--- Record set Enclosed Below ---
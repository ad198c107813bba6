//! Depot server - S3-compatible artifact store with supply-chain
//! security
//!
//! Wires the components in dependency order: metadata store, storage
//! backend (retry-wrapped), object engine, auth, supply chain,
//! observability, then the HTTP dispatcher.

mod audit_middleware;
mod auth_middleware;
mod authz_middleware;
mod error;
mod metrics_middleware;
mod rbac;
mod s3;
mod state;
mod supplychain;

use anyhow::{Context, Result};
use axum::{
    Json, Router,
    extract::{DefaultBodyLimit, State},
    http::{StatusCode, header},
    middleware,
    response::IntoResponse,
    routing::{delete, get, head, post, put},
};
use clap::Parser;
use depot_auth::{AuditLogger, PolicyEngine, TokenValidator};
use depot_backend::azure::AzureBackend;
use depot_backend::gcs::GcsBackend;
use depot_backend::s3::S3Backend;
use depot_backend::{Backend, FilesystemBackend, RetryingBackend};
use depot_common::Config;
use depot_common::config::BackendKind;
use depot_engine::{ObjectEngine, spawn_sweeper};
use depot_meta::MetaStore;
use depot_observe::HealthState;
use depot_reliability::{BreakerConfig, BreakerRegistry, RetryPolicy};
use depot_supplychain::SupplyChainService;
use state::AppState;
use std::net::SocketAddr;
use std::sync::Arc;
use std::time::Duration;
use tokio::net::TcpListener;
use tokio_util::sync::CancellationToken;
use tower_http::request_id::{MakeRequestUuid, PropagateRequestIdLayer, SetRequestIdLayer};
use tower_http::timeout::TimeoutLayer;
use tower_http::trace::TraceLayer;
use tracing::{info, warn};

#[derive(Parser, Debug)]
#[command(name = "depot-server")]
#[command(about = "Depot artifact store server")]
#[command(version)]
struct Args {
    /// Configuration file path
    #[arg(short, long)]
    config: Option<String>,

    /// Listen address override (host:port)
    #[arg(short, long)]
    listen: Option<String>,

    /// Log level
    #[arg(long, default_value = "info")]
    log_level: String,
}

/// Prometheus metrics endpoint handler
async fn metrics_handler(State(state): State<Arc<AppState>>) -> impl IntoResponse {
    match &state.prometheus {
        Some(handle) => (
            StatusCode::OK,
            [(
                header::CONTENT_TYPE,
                "text/plain; version=0.0.4; charset=utf-8",
            )],
            handle.render(),
        )
            .into_response(),
        None => StatusCode::NOT_FOUND.into_response(),
    }
}

async fn health_handler(State(state): State<Arc<AppState>>) -> impl IntoResponse {
    let report = state.health.check().await;
    let status = if report.healthy() {
        StatusCode::OK
    } else {
        StatusCode::SERVICE_UNAVAILABLE
    };
    (status, Json(report))
}

async fn ready_handler(State(state): State<Arc<AppState>>) -> impl IntoResponse {
    if state.health.ready().await {
        (StatusCode::OK, "ready")
    } else {
        (StatusCode::SERVICE_UNAVAILABLE, "not ready")
    }
}

async fn live_handler(State(state): State<Arc<AppState>>) -> impl IntoResponse {
    let _ = state.health.live();
    (StatusCode::OK, "alive")
}

fn build_backend(config: &Config, breakers: &BreakerRegistry) -> Arc<dyn Backend> {
    let inner: Arc<dyn Backend> = match config.storage.backend {
        BackendKind::Filesystem => Arc::new(FilesystemBackend::new(
            &config.storage.root_directory,
            config.storage.enable_checksum,
        )),
        BackendKind::S3 => Arc::new(S3Backend::new(&config.storage.backend_config)),
        BackendKind::Gcs => Arc::new(GcsBackend::new(&config.storage.backend_config)),
        BackendKind::Azure => Arc::new(AzureBackend::new(&config.storage.backend_config)),
    };
    info!(backend = inner.name(), "storage backend selected");

    Arc::new(RetryingBackend::new(
        inner,
        RetryPolicy::from_config(&config.storage.retry),
        breakers,
        config.storage.retry_buffer_bytes,
    ))
}

fn build_router(state: Arc<AppState>, config: &Config) -> Router {
    let health_paths = &config.observability.health_paths;

    let mut router = Router::new()
        // Observability routes first: never authenticated, never audited
        .route(&health_paths.health, get(health_handler))
        .route(&health_paths.ready, get(ready_handler))
        .route(&health_paths.live, get(live_handler));
    if config.observability.prometheus_enabled {
        router = router.route(&config.observability.prometheus_path, get(metrics_handler));
    }

    router = router
        // S3 surface
        .route("/s3", get(s3::list_buckets))
        .route("/s3/{bucket}", put(s3::create_bucket))
        .route("/s3/{bucket}", delete(s3::delete_bucket))
        .route("/s3/{bucket}", head(s3::head_bucket))
        .route("/s3/{bucket}", get(s3::list_objects))
        // PUT /s3/{bucket}/{key}             - put object / copy
        // PUT ?uploadId=X&partNumber=N       - upload part
        .route("/s3/{bucket}/{*key}", put(s3::put_object))
        .route("/s3/{bucket}/{*key}", get(s3::get_object))
        .route("/s3/{bucket}/{*key}", head(s3::head_object))
        // DELETE /s3/{bucket}/{key}          - delete object
        // DELETE ?uploadId=X                 - abort multipart upload
        .route("/s3/{bucket}/{*key}", delete(s3::delete_object))
        // POST ?uploads                      - initiate multipart
        // POST ?uploadId=X                   - complete multipart
        .route("/s3/{bucket}/{*key}", post(s3::post_object))
        // RBAC surface
        .route("/rbac/policies", post(rbac::create_policy))
        .route("/rbac/policies", get(rbac::list_policies))
        .route("/rbac/policies/{id}", get(rbac::get_policy))
        .route("/rbac/policies/{id}", put(rbac::update_policy))
        .route("/rbac/policies/{id}", delete(rbac::delete_policy))
        .route("/rbac/authorize", post(rbac::authorize))
        .route("/rbac/audit", get(rbac::query_audit))
        // Supply-chain surface
        .route("/supplychain/sign/{bucket}/{*key}", post(supplychain::sign_artifact))
        .route("/supplychain/sign/{bucket}/{*key}", get(supplychain::list_signatures))
        .route("/supplychain/verify/{bucket}/{*key}", post(supplychain::verify_artifact))
        .route("/supplychain/sbom/{bucket}/{*key}", post(supplychain::attach_sbom))
        .route("/supplychain/sbom/{bucket}/{*key}", get(supplychain::get_sbom))
        .route(
            "/supplychain/attestations/{bucket}/{*key}",
            post(supplychain::add_attestation),
        )
        .route(
            "/supplychain/attestations/{bucket}/{*key}",
            get(supplychain::list_attestations),
        );

    // Middleware, innermost first: audit -> authorization -> token
    // validation -> metrics -> timeout -> request id
    router
        .layer(DefaultBodyLimit::max(config.server.max_body_bytes))
        .layer(middleware::from_fn_with_state(
            state.clone(),
            audit_middleware::audit_layer,
        ))
        .layer(middleware::from_fn_with_state(
            state.clone(),
            authz_middleware::authz_layer,
        ))
        .layer(middleware::from_fn_with_state(
            state.clone(),
            auth_middleware::auth_layer,
        ))
        .layer(middleware::from_fn(metrics_middleware::metrics_layer))
        .layer(TimeoutLayer::new(Duration::from_secs(
            config.server.request_timeout_secs,
        )))
        .layer(PropagateRequestIdLayer::x_request_id())
        .layer(SetRequestIdLayer::x_request_id(MakeRequestUuid))
        .layer(TraceLayer::new_for_http())
        .with_state(state)
}

#[tokio::main]
async fn main() -> Result<()> {
    let args = Args::parse();

    let config = Config::load(args.config.as_deref()).context("loading configuration")?;
    depot_observe::init_tracing(&config.observability, &args.log_level);
    info!("starting depot server");

    let prometheus = if config.observability.prometheus_enabled {
        Some(
            depot_observe::install_prometheus()
                .map_err(|err| anyhow::anyhow!(err))
                .context("installing prometheus recorder")?,
        )
    } else {
        None
    };

    // Dependency order: metadata -> backend -> engine -> auth ->
    // supply chain -> observability -> dispatcher
    let meta = MetaStore::open(&config.metadata.db_path)
        .map_err(|err| anyhow::anyhow!("{err}"))
        .context("opening metadata store")?;
    info!(path = %config.metadata.db_path.display(), "metadata store open");

    let breakers = BreakerRegistry::new(BreakerConfig::default());
    let backend = build_backend(&config, &breakers);

    let engine = Arc::new(ObjectEngine::new(
        meta.clone(),
        backend.clone(),
        Duration::from_secs(config.storage.multipart_idle_secs),
    ));

    let policies = Arc::new(PolicyEngine::new(meta.clone()));
    let token_validator = Arc::new(TokenValidator::new(config.identity.clone(), &breakers));
    let audit = AuditLogger::spawn(meta.clone());
    let supply_chain = Arc::new(SupplyChainService::new(
        engine.clone(),
        config.supplychain.clone(),
    ));
    let health = HealthState::new(meta, backend, breakers);

    if config.identity.enabled {
        info!(issuer = %config.identity.issuer_url, "identity provider enabled");
    } else {
        warn!("identity provider disabled: all requests run as local admin");
    }
    if config.server.tls.is_some() {
        warn!("tls cert paths configured; terminate TLS at the ingress in front of this listener");
    }

    let shutdown = CancellationToken::new();
    let sweeper = spawn_sweeper(
        engine.clone(),
        Duration::from_secs(config.storage.sweep_interval_secs),
        shutdown.clone(),
    );

    let state = Arc::new(AppState {
        engine,
        supply_chain,
        policies,
        token_validator,
        audit,
        health,
        prometheus,
        identity: config.identity.clone(),
    });
    let app = build_router(state, &config);

    let addr: SocketAddr = args
        .listen
        .unwrap_or_else(|| format!("{}:{}", config.server.address, config.server.port))
        .parse()
        .context("invalid listen address")?;
    info!(%addr, "listening");

    let listener = TcpListener::bind(addr).await?;
    axum::serve(
        listener,
        app.into_make_service_with_connect_info::<SocketAddr>(),
    )
    .with_graceful_shutdown(async {
        tokio::signal::ctrl_c().await.ok();
        info!("shutting down");
    })
    .await?;

    shutdown.cancel();
    sweeper.await.ok();
    info!("server shut down gracefully");

    Ok(())
}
--- End of Enclosed Record set ---
What you should do:
Look through the lines above for "TimeoutLayer". Say how many have it, and give no other words.

Output of the task:
2